I may not be the best at planning, but by understanding the errors I make it might help you avoid them yourself.
Training after the off season is disconcerting. There's a gulf between my current fitness and my goals, the work needed to get there seems insurmountable. How will I run 6:50 miles in July when 7:20 feels so hard now? I know with training my times will fall, but the further my target the more work required.
Driven by doubt I'll attempt to reach my target fitness as soon as possible. I'll aim to be ready by March rather than building through to July, attempting to compress the effects of six months training into two. It never works. I'll need a break before racing has even begun and I'll not achieve the level of fitness a more patient approach delivers.
There's a lot of time before I need to be at peak fitness; best to use it.
Individually I'm not rushing my training, but I'm overloading myself by attempting to achieve so much at the same time. In short, manageable bursts this might work -- extended periods build fatigue and lead to protracted recovery. When I want to push it's best to focus on one area. High run volume? Time to cut back the cycling and swimming. Once again patience is needed.
Sometimes I need to hold back in one area to progress in another; I can't achieve everything.
A small, local event might cost a day's training; with travel, tapering and recovery a race could cause me to lose weeks. Fitness takes time and consistency. Every time I race I interrupt that process. I'll get fitter, but will I reach my best? Entering a race is easy, adding into my season plan in a way that enhances my goals is more challenging.
I can't enter every race and expect to always perform my best.
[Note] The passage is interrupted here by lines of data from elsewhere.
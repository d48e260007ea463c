//! Wirecall Client
//!
//! A blocking, single-connection RPC client for the wirecall protocol: JSON
//! call envelopes POSTed over a keep-alive HTTP/1.1 connection, with a
//! bounded reconnect-and-retry loop for transport faults.
//!
//! # Architecture
//!
//! - **[`connection`]**: [`RpcConnection`] — call identifiers, connection
//!   state, the per-call attempt loop and protocol headers
//! - **[`transport`]**: the [`Transport`](transport::Transport) seam between
//!   the connection and the wire
//! - **[`http`]**: the production transport — blocking TCP with per-attempt
//!   timeouts and minimal HTTP/1.1 framing
//!
//! One call is in flight per connection at a time; for concurrency, create
//! one connection per worker.
//!
//! # Example
//!
//! ```no_run
//! use wirecall_client::{ConnectionConfig, RpcConnection};
//! use wirecall_common::marshal::Params;
//!
//! let mut conn = RpcConnection::new(ConnectionConfig::new("127.0.0.1", 8080));
//! let result = conn.request("Manager", "ListStreams", Params::new()).unwrap();
//! println!("{result}");
//! ```

pub mod connection;
pub mod http;
pub mod transport;

pub use connection::{ConnectionConfig, ConnectionState, RpcConnection, CODEC_ID_JSON};
pub use http::HttpTransport;
pub use transport::{Transport, WireRequest};
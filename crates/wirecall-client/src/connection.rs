//! The RPC connection: one transport, one call at a time.
//!
//! [`RpcConnection`] owns a single transport handle to a fixed host/port and
//! issues blocking calls over it. Each call assigns the next call identifier,
//! frames an envelope, and runs a bounded attempt loop: a transport fault
//! discards the handle, flips the state back to
//! [`ConnectionState::Disconnected`] and reconnects on the next attempt,
//! until the retry budget is spent. Reply-shape problems are never retried —
//! they are protocol faults, not transient ones.
//!
//! The connection is deliberately not shareable: `request` takes `&mut self`,
//! so the borrow checker enforces the one-in-flight-call discipline. Callers
//! wanting concurrent RPCs create one connection per worker.

use std::io;
use std::time::Duration;

use serde_json::Value;
use tracing::{debug, warn};

use wirecall_common::auth::Credentials;
use wirecall_common::marshal::Params;
use wirecall_common::protocol::{parse_reply, CallEnvelope, CallId, Result, WirecallError};

use crate::http::{HttpTransport, DEFAULT_TIMEOUT};
use crate::transport::{Transport, WireRequest};

/// Codec identifier sent with every request; `2` names the JSON envelope
/// codec.
pub const CODEC_ID_JSON: u32 = 2;

/// Keep-alive hint (seconds) sent with every request.
const KEEP_ALIVE_SECS: u32 = 300;

/// Default retry budget: total transport attempts per call.
pub const DEFAULT_RETRIES: u32 = 3;

/// Default URL path of the RPC endpoint.
pub const DEFAULT_PATH: &str = "/rpc";

/// Whether the connection currently holds an established transport.
#[derive(Debug, Clone, Copy, PartialEq, Eq)]
pub enum ConnectionState {
    /// No established transport; the next attempt connects first
    Disconnected,
    /// Transport established and reusable for the next call
    Connected,
}

/// Configuration for an RPC connection.
///
/// # Defaults
///
/// - `path`: `/rpc`
/// - `timeout`: 10 seconds per transport attempt
/// - `retries`: 3 attempts
/// - `credentials`: none
///
/// # Example
///
/// ```
/// use std::time::Duration;
/// use wirecall_client::ConnectionConfig;
/// use wirecall_common::auth::Credentials;
///
/// let config = ConnectionConfig::new("rpc.example.com", 8080)
///     .with_path("/rpc/manager")
///     .with_timeout(Duration::from_secs(5))
///     .with_retries(5)
///     .with_credentials(Credentials::new("admin", "secret"));
/// assert_eq!(config.retries, 5);
/// ```
#[derive(Debug, Clone)]
pub struct ConnectionConfig {
    /// Target host name or address
    pub host: String,
    /// Target port
    pub port: u16,
    /// URL path of the RPC endpoint
    pub path: String,
    /// Timeout applied to each individual transport attempt
    pub timeout: Duration,
    /// Retry budget: total transport attempts per call (minimum 1)
    pub retries: u32,
    /// Optional Basic-Auth credentials
    pub credentials: Option<Credentials>,
}

impl ConnectionConfig {
    /// Creates a configuration for `host:port` with default path, timeout,
    /// retry budget and no credentials.
    pub fn new(host: impl Into<String>, port: u16) -> Self {
        ConnectionConfig {
            host: host.into(),
            port,
            path: DEFAULT_PATH.to_string(),
            timeout: DEFAULT_TIMEOUT,
            retries: DEFAULT_RETRIES,
            credentials: None,
        }
    }

    /// Sets the URL path of the RPC endpoint.
    pub fn with_path(mut self, path: impl Into<String>) -> Self {
        self.path = path.into();
        self
    }

    /// Sets the per-attempt timeout.
    pub fn with_timeout(mut self, timeout: Duration) -> Self {
        self.timeout = timeout;
        self
    }

    /// Sets the retry budget (total transport attempts per call).
    pub fn with_retries(mut self, retries: u32) -> Self {
        self.retries = retries;
        self
    }

    /// Sets the Basic-Auth credentials.
    pub fn with_credentials(mut self, credentials: Credentials) -> Self {
        self.credentials = Some(credentials);
        self
    }
}

/// A blocking RPC connection to one server.
///
/// Generic over [`Transport`] so the attempt loop and state machine can be
/// exercised against a fake in tests; production code uses the
/// [`HttpTransport`] default through [`RpcConnection::new`].
///
/// # Example
///
/// ```no_run
/// use wirecall_client::{ConnectionConfig, RpcConnection};
/// use wirecall_common::marshal::Params;
///
/// let config = ConnectionConfig::new("127.0.0.1", 8080);
/// let mut conn = RpcConnection::new(config);
///
/// let params = Params::new().arg("camera-1").unwrap();
/// let result = conn.request("MediaMapper", "GetStream", params).unwrap();
/// println!("stream: {}", result);
/// ```
pub struct RpcConnection<T: Transport = HttpTransport> {
    config: ConnectionConfig,
    transport: T,
    state: ConnectionState,
    next_xid: CallId,
}

impl RpcConnection<HttpTransport> {
    /// Creates a connection using the HTTP transport.
    ///
    /// No I/O happens until the first [`request`](Self::request).
    pub fn new(config: ConnectionConfig) -> Self {
        let transport = HttpTransport::new(config.host.clone(), config.port, config.timeout);
        RpcConnection::with_transport(config, transport)
    }
}

impl<T: Transport> RpcConnection<T> {
    /// Creates a connection over a caller-supplied transport.
    pub fn with_transport(config: ConnectionConfig, transport: T) -> Self {
        RpcConnection {
            config,
            transport,
            state: ConnectionState::Disconnected,
            next_xid: 0,
        }
    }

    /// Current connection state.
    pub fn state(&self) -> ConnectionState {
        self.state
    }

    /// The call identifier assigned to the most recent call, or 0 before the
    /// first call.
    pub fn last_xid(&self) -> CallId {
        self.next_xid
    }

    /// Issues one call and blocks until its reply is validated.
    ///
    /// The call identifier is incremented exactly once per invocation,
    /// whether or not the call succeeds. Transport faults are retried up to
    /// the configured budget with a fresh connection per attempt; every
    /// reply-shape fault and server-reported status is surfaced immediately.
    ///
    /// # Errors
    ///
    /// - [`WirecallError::Transport`] once the retry budget is exhausted
    /// - [`WirecallError::Server`] for a nonzero reply status
    /// - the reply-validation variants for malformed replies
    /// - [`WirecallError::Serialization`] if the envelope cannot be encoded
    pub fn request(&mut self, service: &str, method: &str, params: Params) -> Result<Value> {
        self.next_xid += 1;
        let envelope = CallEnvelope::new(self.next_xid, service, method, params.into_fragments());
        let wire = envelope.to_wire()?;

        debug!(xid = self.next_xid, service, method, "issuing call");

        let headers = self.protocol_headers();
        let reply = self.exchange(&wire, &headers)?;

        parse_reply(&reply)
    }

    /// Drops the transport handle and marks the connection closed.
    ///
    /// The connection remains usable; the next call reconnects.
    pub fn close(&mut self) {
        self.transport.close();
        self.state = ConnectionState::Disconnected;
    }

    /// Runs the bounded attempt loop for one serialized envelope.
    fn exchange(&mut self, body: &str, headers: &[(&'static str, String)]) -> Result<String> {
        let attempts = self.config.retries.max(1);
        let mut last_err: Option<io::Error> = None;

        for attempt in 1..=attempts {
            match self.try_once(body, headers) {
                Ok(reply) => return Ok(reply),
                Err(err) => {
                    warn!(attempt, budget = attempts, error = %err, "transport attempt failed");
                    self.transport.close();
                    self.state = ConnectionState::Disconnected;
                    last_err = Some(err);
                }
            }
        }

        let source = last_err.unwrap_or_else(|| {
            io::Error::new(io::ErrorKind::Other, "no transport attempt was made")
        });
        Err(WirecallError::Transport { attempts, source })
    }

    /// One transport attempt: connect if needed, then send and receive.
    fn try_once(&mut self, body: &str, headers: &[(&'static str, String)]) -> io::Result<String> {
        if self.state == ConnectionState::Disconnected {
            self.transport.connect()?;
            self.state = ConnectionState::Connected;
        }
        self.transport.roundtrip(&WireRequest {
            path: &self.config.path,
            headers,
            body,
        })
    }

    fn protocol_headers(&self) -> Vec<(&'static str, String)> {
        let mut headers = vec![
            ("Rpc_Codec_Id", CODEC_ID_JSON.to_string()),
            ("Keep-Alive", KEEP_ALIVE_SECS.to_string()),
        ];
        if let Some(credentials) = &self.config.credentials {
            headers.push(("Authorization", credentials.authorization()));
        }
        headers
    }
}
Once I have the plan in place I have to commit to it along with everything that entails. That means completing each training sessions, not looking to postpone them to later in the day or worse week. It also means behaving in ways that support the training: managing my time, eating well, sleeping and recovering properly. It will take a few weeks and it won't be easy, but once I'm through the transition I can make real steps towards my goals.
I may need to be patient, but I also need to train. Once the season starts, the season starts. There are no delays.
As my goals have risen the training has tended to become more clinical. Too much of my time is concerned with target paces, power or heart rate and not enough with the world around me. It's a recent development that I'm keen to combat before it drains the fun from training. I need to get the balance right so that whilst I improve as an athlete I don't suffer from burn out.
I want to be fitter and faster, but I also want to be training and racing into old age. It's not just about setting PRs.
I recommend that you think about your own common training and planning errors. By understanding past mistakes and recognizing early if you start doing them again, you can avoid any extended derailments that can keep you from achieving your goals.